[Records from a collection]
※

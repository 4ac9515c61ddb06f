use serde::{Deserialize, Serialize};
use validator::Validate;
use crate::models::domain::{BloodType, GeoPoint, Urgency};

/// Request to route an emergency alert to nearby donors
#[derive(Debug, Clone, Serialize, Deserialize, Validate)]
pub struct AlertRoutingRequest {
    #[serde(alias = "blood_type", rename = "bloodType")]
    pub blood_type: BloodType,
    #[validate(nested)]
    #[serde(alias = "hospital_location", rename = "hospitalLocation")]
    pub hospital_location: GeoPoint,
    pub urgency: Urgency,
    #[validate(range(exclusive_min = 0.0, max = 500.0))]
    #[serde(alias = "radius_km", rename = "radiusKm")]
    pub radius_km: f64,
}

/// Blood request as submitted from the request form
///
/// The hospital is given by name and resolved to coordinates server-side.
#[derive(Debug, Clone, Serialize, Deserialize, Validate)]
pub struct BloodRequestForm {
    #[serde(alias = "blood_type", rename = "bloodType")]
    pub blood_type: BloodType,
    #[validate(length(min = 1, max = 200))]
    pub hospital: String,
    pub urgency: Urgency,
}

/// Organ donation pledge
#[derive(Debug, Clone, Serialize, Deserialize, Validate)]
pub struct OrganPledgeRequest {
    #[validate(length(min = 1, max = 200))]
    #[serde(alias = "full_name", rename = "fullName")]
    pub full_name: String,
    #[validate(email)]
    pub email: String,
    #[serde(alias = "confirm_pledge", rename = "confirmPledge", default)]
    pub confirm_pledge: bool,
}

/// Partial update of a donor profile
#[derive(Debug, Clone, Default, Serialize, Deserialize, Validate)]
pub struct ProfileUpdateRequest {
    #[validate(length(min = 1, max = 200))]
    #[serde(default)]
    pub name: Option<String>,
    #[serde(alias = "blood_type", rename = "bloodType", default)]
    pub blood_type: Option<BloodType>,
    #[serde(alias = "last_donation", rename = "lastDonation", default)]
    pub last_donation: Option<chrono::NaiveDate>,
    #[validate(range(max = 10_000))]
    #[serde(default)]
    pub donations: Option<u32>,
    #[validate(url)]
    #[serde(alias = "avatar_url", rename = "avatarUrl", default)]
    pub avatar_url: Option<String>,
}
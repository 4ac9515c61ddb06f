use std::sync::Arc;
use thiserror::Error;

use crate::core::distance::calculate_bounding_box;
use crate::models::{DonorCandidate, DonorQuery};
use crate::services::postgres::{PostgresClient, PostgresError};

/// Errors raised while looking up donors
#[derive(Debug, Error)]
pub enum DirectoryError {
    #[error("Donor database error: {0}")]
    Database(#[from] PostgresError),
}

/// Source of donor candidates for alert routing
pub enum DonorDirectory {
    /// Fixed two-donor list placed around the hospital
    Mock(MockDonorDirectory),
    /// `donors` table in PostgreSQL
    Postgres(Arc<PostgresClient>),
}

impl DonorDirectory {
    pub fn name(&self) -> &'static str {
        match self {
            DonorDirectory::Mock(_) => "mock",
            DonorDirectory::Postgres(_) => "postgres",
        }
    }

    /// Find donors near the hospital for a request
    pub async fn find_nearest(&self, query: &DonorQuery) -> Result<Vec<DonorCandidate>, DirectoryError> {
        match self {
            DonorDirectory::Mock(mock) => Ok(mock.find_nearest(query)),
            DonorDirectory::Postgres(postgres) => {
                let bbox = calculate_bounding_box(
                    query.hospital_location.latitude,
                    query.hospital_location.longitude,
                    query.radius_km,
                );
                Ok(postgres.find_donors(&bbox, &query.accepted_types).await?)
            }
        }
    }
}

/// Placeholder directory used until a real donor registry is connected
///
/// Always returns `donor1` and `donor2`, offset by `spread_degrees` on both
/// axes to the north-east and south-west of the hospital, carrying the
/// requested blood type.
#[derive(Debug, Clone)]
pub struct MockDonorDirectory {
    spread_degrees: f64,
}

impl MockDonorDirectory {
    pub fn new() -> Self {
        Self { spread_degrees: 0.01 }
    }

    pub fn find_nearest(&self, query: &DonorQuery) -> Vec<DonorCandidate> {
        let hospital = query.hospital_location;
        let d = self.spread_degrees;

        vec![
            DonorCandidate {
                donor_id: "donor1".to_string(),
                blood_type: query.blood_type,
                location: hospital.offset(d, d),
            },
            DonorCandidate {
                donor_id: "donor2".to_string(),
                blood_type: query.blood_type,
                location: hospital.offset(-d, -d),
            },
        ]
    }
}

impl Default for MockDonorDirectory {
    fn default() -> Self {
        Self::new()
    }
}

※

■ **Try it**:
Reply with the count alone: how many lines of the records contain the string "MockDonorDirectory"?

■ **Solution to this task**:
4